#### PROBLEM TO SOLVE:
Among the records, how many lines carry the string "haystack"? Give that number with nothing added.
● ● ●
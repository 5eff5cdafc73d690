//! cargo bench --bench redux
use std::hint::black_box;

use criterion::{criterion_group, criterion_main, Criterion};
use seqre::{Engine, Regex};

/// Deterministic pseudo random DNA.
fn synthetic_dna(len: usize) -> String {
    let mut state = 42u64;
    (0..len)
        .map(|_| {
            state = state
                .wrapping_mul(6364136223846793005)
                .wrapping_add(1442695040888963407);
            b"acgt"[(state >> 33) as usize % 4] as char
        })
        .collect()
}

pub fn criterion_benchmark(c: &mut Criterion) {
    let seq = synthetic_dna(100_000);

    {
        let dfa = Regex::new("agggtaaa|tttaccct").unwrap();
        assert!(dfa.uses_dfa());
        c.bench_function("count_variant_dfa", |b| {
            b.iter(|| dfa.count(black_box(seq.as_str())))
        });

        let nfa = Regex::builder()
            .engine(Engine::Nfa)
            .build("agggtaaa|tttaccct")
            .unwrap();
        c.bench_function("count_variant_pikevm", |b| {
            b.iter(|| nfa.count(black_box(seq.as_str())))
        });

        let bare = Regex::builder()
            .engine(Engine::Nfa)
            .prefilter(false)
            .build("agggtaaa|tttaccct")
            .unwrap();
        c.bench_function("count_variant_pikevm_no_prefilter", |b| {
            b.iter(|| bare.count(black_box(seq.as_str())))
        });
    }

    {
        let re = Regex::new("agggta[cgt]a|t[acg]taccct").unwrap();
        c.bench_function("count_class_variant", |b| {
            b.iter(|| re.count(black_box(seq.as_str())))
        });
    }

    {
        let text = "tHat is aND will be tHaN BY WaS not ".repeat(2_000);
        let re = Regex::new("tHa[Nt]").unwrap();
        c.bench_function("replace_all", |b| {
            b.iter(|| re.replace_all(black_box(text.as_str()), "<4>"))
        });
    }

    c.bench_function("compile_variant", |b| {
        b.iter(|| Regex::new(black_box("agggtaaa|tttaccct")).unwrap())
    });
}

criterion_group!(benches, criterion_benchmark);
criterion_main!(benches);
● ● ●
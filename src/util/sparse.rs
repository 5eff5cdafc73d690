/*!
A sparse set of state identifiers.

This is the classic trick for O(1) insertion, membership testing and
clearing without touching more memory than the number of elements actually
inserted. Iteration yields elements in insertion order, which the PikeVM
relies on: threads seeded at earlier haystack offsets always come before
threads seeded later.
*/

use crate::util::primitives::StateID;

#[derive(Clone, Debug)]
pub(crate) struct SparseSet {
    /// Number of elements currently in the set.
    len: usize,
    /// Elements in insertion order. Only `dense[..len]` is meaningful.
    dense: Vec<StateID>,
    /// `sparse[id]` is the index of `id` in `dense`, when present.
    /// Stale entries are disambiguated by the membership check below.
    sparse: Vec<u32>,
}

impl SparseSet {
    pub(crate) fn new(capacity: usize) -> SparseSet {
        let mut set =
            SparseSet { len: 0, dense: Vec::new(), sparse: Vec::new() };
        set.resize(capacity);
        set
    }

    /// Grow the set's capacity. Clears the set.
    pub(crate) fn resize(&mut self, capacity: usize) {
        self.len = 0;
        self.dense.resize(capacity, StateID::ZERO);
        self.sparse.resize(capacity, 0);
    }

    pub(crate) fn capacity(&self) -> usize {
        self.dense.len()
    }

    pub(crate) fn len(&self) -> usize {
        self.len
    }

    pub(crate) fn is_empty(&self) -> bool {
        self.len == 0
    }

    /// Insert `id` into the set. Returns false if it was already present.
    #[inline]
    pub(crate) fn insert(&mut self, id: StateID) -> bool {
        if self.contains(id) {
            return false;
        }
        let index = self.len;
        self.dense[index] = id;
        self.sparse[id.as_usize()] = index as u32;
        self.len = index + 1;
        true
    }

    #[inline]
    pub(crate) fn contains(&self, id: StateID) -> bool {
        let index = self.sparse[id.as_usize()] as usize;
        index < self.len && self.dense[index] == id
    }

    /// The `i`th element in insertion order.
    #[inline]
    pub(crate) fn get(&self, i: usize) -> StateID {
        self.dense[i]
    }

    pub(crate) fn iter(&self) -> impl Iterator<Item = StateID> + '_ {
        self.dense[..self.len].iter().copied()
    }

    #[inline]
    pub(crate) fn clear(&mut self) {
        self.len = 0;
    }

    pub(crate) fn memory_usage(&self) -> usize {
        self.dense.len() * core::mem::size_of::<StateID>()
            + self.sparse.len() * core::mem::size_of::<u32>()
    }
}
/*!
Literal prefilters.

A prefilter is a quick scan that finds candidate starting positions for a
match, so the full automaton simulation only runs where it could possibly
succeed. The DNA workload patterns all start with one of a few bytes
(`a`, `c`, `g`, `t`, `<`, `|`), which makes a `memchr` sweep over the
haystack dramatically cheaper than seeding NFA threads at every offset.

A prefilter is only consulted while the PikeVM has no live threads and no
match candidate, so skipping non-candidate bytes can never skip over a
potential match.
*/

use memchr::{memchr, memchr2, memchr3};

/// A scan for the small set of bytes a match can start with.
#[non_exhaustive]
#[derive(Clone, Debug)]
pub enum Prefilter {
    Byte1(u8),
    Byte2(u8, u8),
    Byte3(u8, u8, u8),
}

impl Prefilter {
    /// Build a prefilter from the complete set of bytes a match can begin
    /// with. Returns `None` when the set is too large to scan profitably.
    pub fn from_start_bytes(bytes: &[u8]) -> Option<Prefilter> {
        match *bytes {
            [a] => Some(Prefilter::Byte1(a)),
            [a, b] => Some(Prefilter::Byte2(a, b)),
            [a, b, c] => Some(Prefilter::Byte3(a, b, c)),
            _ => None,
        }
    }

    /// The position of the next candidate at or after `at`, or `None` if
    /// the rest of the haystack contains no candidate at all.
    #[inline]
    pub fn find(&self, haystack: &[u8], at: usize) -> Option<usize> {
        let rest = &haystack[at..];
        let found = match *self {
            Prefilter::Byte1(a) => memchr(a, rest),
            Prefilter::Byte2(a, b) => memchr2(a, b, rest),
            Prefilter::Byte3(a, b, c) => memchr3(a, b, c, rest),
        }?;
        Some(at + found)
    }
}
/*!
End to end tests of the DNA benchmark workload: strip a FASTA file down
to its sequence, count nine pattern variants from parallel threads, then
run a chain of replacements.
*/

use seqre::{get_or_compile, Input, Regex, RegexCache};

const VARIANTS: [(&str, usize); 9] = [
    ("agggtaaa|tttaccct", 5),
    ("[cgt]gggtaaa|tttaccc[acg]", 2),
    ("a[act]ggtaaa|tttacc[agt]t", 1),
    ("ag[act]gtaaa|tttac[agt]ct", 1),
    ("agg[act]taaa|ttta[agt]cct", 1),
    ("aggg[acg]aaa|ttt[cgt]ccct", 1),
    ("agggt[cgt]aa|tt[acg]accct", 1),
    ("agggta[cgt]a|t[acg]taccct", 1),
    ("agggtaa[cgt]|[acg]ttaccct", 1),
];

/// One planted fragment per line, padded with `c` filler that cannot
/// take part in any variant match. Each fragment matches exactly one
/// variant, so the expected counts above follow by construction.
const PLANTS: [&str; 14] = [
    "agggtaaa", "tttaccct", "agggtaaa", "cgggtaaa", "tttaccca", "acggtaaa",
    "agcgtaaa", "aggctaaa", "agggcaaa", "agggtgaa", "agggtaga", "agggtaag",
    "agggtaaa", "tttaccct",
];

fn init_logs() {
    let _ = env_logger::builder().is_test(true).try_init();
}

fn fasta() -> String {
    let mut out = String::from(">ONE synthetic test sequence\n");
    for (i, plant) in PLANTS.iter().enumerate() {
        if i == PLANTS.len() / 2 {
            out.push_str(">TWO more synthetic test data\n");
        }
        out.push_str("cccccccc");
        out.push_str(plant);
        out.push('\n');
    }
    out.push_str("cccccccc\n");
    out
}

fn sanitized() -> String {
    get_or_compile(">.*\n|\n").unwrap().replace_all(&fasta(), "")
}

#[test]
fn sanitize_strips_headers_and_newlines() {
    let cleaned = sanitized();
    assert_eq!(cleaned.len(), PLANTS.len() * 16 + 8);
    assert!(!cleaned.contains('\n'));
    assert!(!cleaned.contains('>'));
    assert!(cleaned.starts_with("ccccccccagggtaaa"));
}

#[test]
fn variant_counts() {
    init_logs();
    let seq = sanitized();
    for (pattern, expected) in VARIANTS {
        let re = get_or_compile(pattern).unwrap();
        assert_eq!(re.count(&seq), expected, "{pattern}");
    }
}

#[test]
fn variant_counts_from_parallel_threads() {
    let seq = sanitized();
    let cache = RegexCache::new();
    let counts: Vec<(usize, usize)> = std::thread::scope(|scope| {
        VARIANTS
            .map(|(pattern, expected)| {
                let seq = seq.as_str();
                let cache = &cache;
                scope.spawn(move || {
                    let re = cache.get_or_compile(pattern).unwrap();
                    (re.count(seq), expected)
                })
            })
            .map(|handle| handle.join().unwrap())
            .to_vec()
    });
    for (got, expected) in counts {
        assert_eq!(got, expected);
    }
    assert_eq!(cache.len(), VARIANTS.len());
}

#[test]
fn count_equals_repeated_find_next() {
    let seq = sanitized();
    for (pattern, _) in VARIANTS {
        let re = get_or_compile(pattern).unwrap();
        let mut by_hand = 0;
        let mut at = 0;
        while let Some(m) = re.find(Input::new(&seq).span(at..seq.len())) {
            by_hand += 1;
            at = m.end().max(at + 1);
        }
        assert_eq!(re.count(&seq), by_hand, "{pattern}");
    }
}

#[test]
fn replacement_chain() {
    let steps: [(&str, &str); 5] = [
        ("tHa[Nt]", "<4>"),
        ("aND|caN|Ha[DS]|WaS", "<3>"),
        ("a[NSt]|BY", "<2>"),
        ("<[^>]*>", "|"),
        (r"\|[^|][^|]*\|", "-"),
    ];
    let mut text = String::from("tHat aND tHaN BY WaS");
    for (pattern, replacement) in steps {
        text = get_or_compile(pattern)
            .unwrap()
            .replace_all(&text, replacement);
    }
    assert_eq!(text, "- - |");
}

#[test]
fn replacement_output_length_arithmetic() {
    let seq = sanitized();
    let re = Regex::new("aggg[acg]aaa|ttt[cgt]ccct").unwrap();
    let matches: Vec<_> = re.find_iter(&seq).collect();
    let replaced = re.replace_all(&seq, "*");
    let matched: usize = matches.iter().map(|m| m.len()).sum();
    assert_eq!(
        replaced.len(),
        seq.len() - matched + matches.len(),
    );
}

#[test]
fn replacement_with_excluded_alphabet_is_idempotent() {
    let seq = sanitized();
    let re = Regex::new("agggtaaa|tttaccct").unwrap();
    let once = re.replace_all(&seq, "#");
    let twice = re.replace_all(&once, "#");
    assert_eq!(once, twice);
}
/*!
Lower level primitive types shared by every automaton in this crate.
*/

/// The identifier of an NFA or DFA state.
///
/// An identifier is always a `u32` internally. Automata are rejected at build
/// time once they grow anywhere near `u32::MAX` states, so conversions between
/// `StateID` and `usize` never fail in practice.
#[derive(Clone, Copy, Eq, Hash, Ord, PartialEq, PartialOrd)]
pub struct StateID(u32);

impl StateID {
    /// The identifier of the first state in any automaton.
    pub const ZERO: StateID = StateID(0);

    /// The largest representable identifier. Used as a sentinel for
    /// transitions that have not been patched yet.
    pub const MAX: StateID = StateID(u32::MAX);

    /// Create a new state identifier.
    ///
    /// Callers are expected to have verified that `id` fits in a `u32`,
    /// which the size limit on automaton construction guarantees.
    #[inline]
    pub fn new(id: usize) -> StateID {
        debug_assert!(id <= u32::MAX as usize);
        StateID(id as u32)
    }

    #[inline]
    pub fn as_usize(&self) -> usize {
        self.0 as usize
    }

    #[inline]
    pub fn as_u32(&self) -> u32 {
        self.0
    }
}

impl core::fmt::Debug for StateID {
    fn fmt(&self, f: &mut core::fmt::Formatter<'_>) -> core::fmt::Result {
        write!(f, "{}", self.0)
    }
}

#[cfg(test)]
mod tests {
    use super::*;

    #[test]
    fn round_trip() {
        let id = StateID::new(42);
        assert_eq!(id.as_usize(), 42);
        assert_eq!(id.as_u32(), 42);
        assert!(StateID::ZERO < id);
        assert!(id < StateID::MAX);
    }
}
● ● ●
#### TASK OUTPUT:
5